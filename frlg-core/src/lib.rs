use serde::{Deserialize, Serialize};
use std::collections::{BTreeMap, BTreeSet};
use std::fs;
use std::path::{Path, PathBuf};
use std::sync::Arc;
use thiserror::Error;

mod abilities;
mod candidates;
mod compatibility;
mod context;
pub mod data;
mod learnsets;
mod loader;
mod movesets;
pub mod options;
mod spoiler;
mod starters;
mod statics;
pub mod tables;
#[doc(hidden)]
pub mod testkit;
mod trainers;
mod types;
mod wild;

pub use context::RandomizationContext;
pub use data::{
    DataSnapshot, EventData, GameVersion, MapData, SpeciesData, SpeciesId, StarterData,
    StaticPokemonData, TrainerData, BASE_OFFSET,
};

use options::{
    Compatibility, OaksAideRequirements, RandomizeAbilities, RandomizeLegendaryPokemon,
    RandomizeMoves, RandomizeSpecies, RandomizeTypes, WildPokemonGroups,
};

#[derive(Debug, Clone, PartialEq, Serialize, Deserialize)]
#[serde(default)]
pub struct RandomizerSettings {
    pub seed: u64,
    pub game_version: GameVersion,
    pub types: RandomizeTypes,
    pub abilities: RandomizeAbilities,
    pub moves: RandomizeMoves,
    pub wild_pokemon: RandomizeSpecies,
    pub wild_pokemon_groups: WildPokemonGroups,
    pub starters: RandomizeSpecies,
    pub legendary_pokemon: RandomizeLegendaryPokemon,
    pub misc_pokemon: RandomizeSpecies,
    pub trainers: RandomizeSpecies,
    pub tm_tutor_compatibility: Compatibility,
    pub hm_compatibility: Compatibility,
    pub oaks_aides: OaksAideRequirements,
    pub wild_pokemon_blacklist: BTreeSet<String>,
    pub starter_blacklist: BTreeSet<String>,
    pub trainer_blacklist: BTreeSet<String>,
    pub ability_blacklist: BTreeSet<String>,
    pub move_blacklist: BTreeSet<String>,
}

impl Default for RandomizerSettings {
    fn default() -> Self {
        RandomizerSettings {
            seed: 0,
            game_version: GameVersion::FireRed,
            types: RandomizeTypes::Vanilla,
            abilities: RandomizeAbilities::Vanilla,
            moves: RandomizeMoves::Vanilla,
            wild_pokemon: RandomizeSpecies::Vanilla,
            wild_pokemon_groups: WildPokemonGroups::None,
            starters: RandomizeSpecies::Vanilla,
            legendary_pokemon: RandomizeLegendaryPokemon::Vanilla,
            misc_pokemon: RandomizeSpecies::Vanilla,
            trainers: RandomizeSpecies::Vanilla,
            tm_tutor_compatibility: Compatibility::Vanilla,
            hm_compatibility: Compatibility::Vanilla,
            oaks_aides: OaksAideRequirements::default(),
            wild_pokemon_blacklist: BTreeSet::new(),
            starter_blacklist: BTreeSet::new(),
            trainer_blacklist: BTreeSet::new(),
            ability_blacklist: BTreeSet::new(),
            move_blacklist: BTreeSet::new(),
        }
    }
}

impl RandomizerSettings {
    pub fn from_json_file(path: &Path) -> Result<Self> {
        let text = fs::read_to_string(path)?;
        Ok(serde_json::from_str(&text)?)
    }
}

#[derive(Debug, Error)]
pub enum RandomizerError {
    #[error("IO error: {0}")]
    Io(#[from] std::io::Error),
    #[error("JSON error: {0}")]
    Json(#[from] serde_json::Error),
    #[error("walking region directory: {0}")]
    Walk(#[from] walkdir::Error),
    #[error("configuration error: {0}")]
    Config(String),
    #[error("no candidate species left for {context}")]
    DegenerateUniverse { context: String },
}

pub type Result<T> = std::result::Result<T, RandomizerError>;

/// The working copies after every pass has run, keyed by the same ids as the baseline.
#[derive(Debug, Clone, PartialEq, Serialize, Deserialize)]
pub struct RandomizedData {
    pub seed: u64,
    pub game_version: GameVersion,
    pub species: BTreeMap<SpeciesId, SpeciesData>,
    pub maps: BTreeMap<String, MapData>,
    pub trainers: BTreeMap<u16, TrainerData>,
    pub starters: BTreeMap<String, StarterData>,
    pub legendary_pokemon: BTreeMap<String, StaticPokemonData>,
    pub misc_pokemon: BTreeMap<String, StaticPokemonData>,
    pub events: BTreeMap<String, EventData>,
}

/// Runs every pass in order against a fresh context.
pub fn generate(data: Arc<DataSnapshot>, settings: &RandomizerSettings) -> Result<RandomizedData> {
    let mut ctx = RandomizationContext::new(data, settings.clone())?;
    log::info!(
        "Generating seed {} for {}",
        settings.seed,
        settings.game_version
    );

    types::randomize_types(&mut ctx);
    abilities::randomize_abilities(&mut ctx)?;
    learnsets::randomize_moves(&mut ctx)?;
    wild::randomize_wild_encounters(&mut ctx)?;
    starters::randomize_starters(&mut ctx)?;
    statics::randomize_legendaries(&mut ctx)?;
    statics::randomize_misc_pokemon(&mut ctx)?;
    trainers::randomize_trainer_parties(&mut ctx)?;
    compatibility::randomize_tm_hm_compatibility(&mut ctx);

    Ok(ctx.into_randomized())
}

/// Generates a seed and writes its outputs to a per-seed folder under `output_dir`.
pub fn run(
    data: Arc<DataSnapshot>,
    settings: &RandomizerSettings,
    output_dir: &Path,
    write_spoiler: bool,
) -> Result<PathBuf> {
    let randomized = generate(Arc::clone(&data), settings)?;

    // One folder per seed so runs never overwrite each other.
    let out_root = output_dir.join(format!("FRLG_{}", settings.seed));
    fs::create_dir_all(&out_root)?;
    fs::write(
        out_root.join("randomized_data.json"),
        serde_json::to_string_pretty(&randomized)?,
    )?;
    fs::write(out_root.join("settings.json"), serde_json::to_string_pretty(settings)?)?;
    if write_spoiler {
        fs::write(out_root.join("spoiler_log.txt"), randomized.spoiler_log(&data))?;
    }

    log::info!("Wrote seed {} to {}", settings.seed, out_root.display());
    Ok(out_root)
}

#[cfg(test)]
mod tests {
    use super::*;
    use crate::testkit::sample_snapshot;

    fn everything_on(seed: u64) -> RandomizerSettings {
        RandomizerSettings {
            seed,
            types: RandomizeTypes::FollowEvolutions,
            abilities: RandomizeAbilities::FollowEvolutions,
            moves: RandomizeMoves::StartWithFourMoves,
            wild_pokemon: RandomizeSpecies::MatchBaseStatsAndType,
            wild_pokemon_groups: WildPokemonGroups::Dungeons,
            starters: RandomizeSpecies::MatchType,
            legendary_pokemon: RandomizeLegendaryPokemon::Legendaries,
            misc_pokemon: RandomizeSpecies::MatchBaseStats,
            trainers: RandomizeSpecies::Random,
            tm_tutor_compatibility: Compatibility::Percent(50),
            hm_compatibility: Compatibility::Percent(25),
            ..RandomizerSettings::default()
        }
    }

    #[test]
    fn same_seed_produces_identical_output() {
        let data = Arc::new(sample_snapshot());
        let first = generate(Arc::clone(&data), &everything_on(1234)).unwrap();
        let second = generate(Arc::clone(&data), &everything_on(1234)).unwrap();
        assert_eq!(
            serde_json::to_string(&first).unwrap(),
            serde_json::to_string(&second).unwrap()
        );
    }

    #[test]
    fn different_seeds_diverge() {
        let data = Arc::new(sample_snapshot());
        let first = generate(Arc::clone(&data), &everything_on(1)).unwrap();
        let second = generate(Arc::clone(&data), &everything_on(2)).unwrap();
        assert_ne!(first, second);
    }

    #[test]
    fn vanilla_settings_leave_baseline_untouched() {
        let data = Arc::new(sample_snapshot());
        let out = generate(Arc::clone(&data), &RandomizerSettings::default()).unwrap();
        assert_eq!(out.species, data.species);
        assert_eq!(out.maps, data.maps);
        assert_eq!(out.trainers, data.trainers);
        assert_eq!(out.events, data.events);
    }

    #[test]
    fn baseline_is_never_mutated() {
        let data = Arc::new(sample_snapshot());
        let before = data.species.clone();
        generate(Arc::clone(&data), &everything_on(99)).unwrap();
        assert_eq!(data.species, before);
    }

    #[test]
    fn run_writes_outputs_into_a_seed_folder() {
        let data = Arc::new(sample_snapshot());
        let output = std::env::temp_dir().join(format!("frlg-run-{}", std::process::id()));
        let out_root = run(Arc::clone(&data), &everything_on(31), &output, true).unwrap();

        assert_eq!(out_root, output.join("FRLG_31"));
        let written: RandomizedData =
            serde_json::from_str(&fs::read_to_string(out_root.join("randomized_data.json")).unwrap()).unwrap();
        assert_eq!(written, generate(data, &everything_on(31)).unwrap());
        assert!(out_root.join("settings.json").exists());
        assert!(fs::read_to_string(out_root.join("spoiler_log.txt"))
            .unwrap()
            .starts_with("FRLG Randomizer seed: 31"));

        fs::remove_dir_all(&output).unwrap();
    }

    #[test]
    fn settings_fill_missing_fields_with_defaults() {
        let settings: RandomizerSettings =
            serde_json::from_str(r#"{"seed": 7, "types": "shuffle", "game_version": "leafgreen"}"#).unwrap();
        assert_eq!(settings.seed, 7);
        assert_eq!(settings.types, RandomizeTypes::Shuffle);
        assert_eq!(settings.game_version, GameVersion::LeafGreen);
        assert_eq!(settings.wild_pokemon, RandomizeSpecies::Vanilla);
    }
}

----------------------------------------

__Your assignment__:
From the listing above, return each line with the word "RandomizeAbilities".

__Solution to this problem__:
    Compatibility, OaksAideRequirements, RandomizeAbilities, RandomizeLegendaryPokemon,
    pub abilities: RandomizeAbilities,
            abilities: RandomizeAbilities::Vanilla,
            abilities: RandomizeAbilities::FollowEvolutions,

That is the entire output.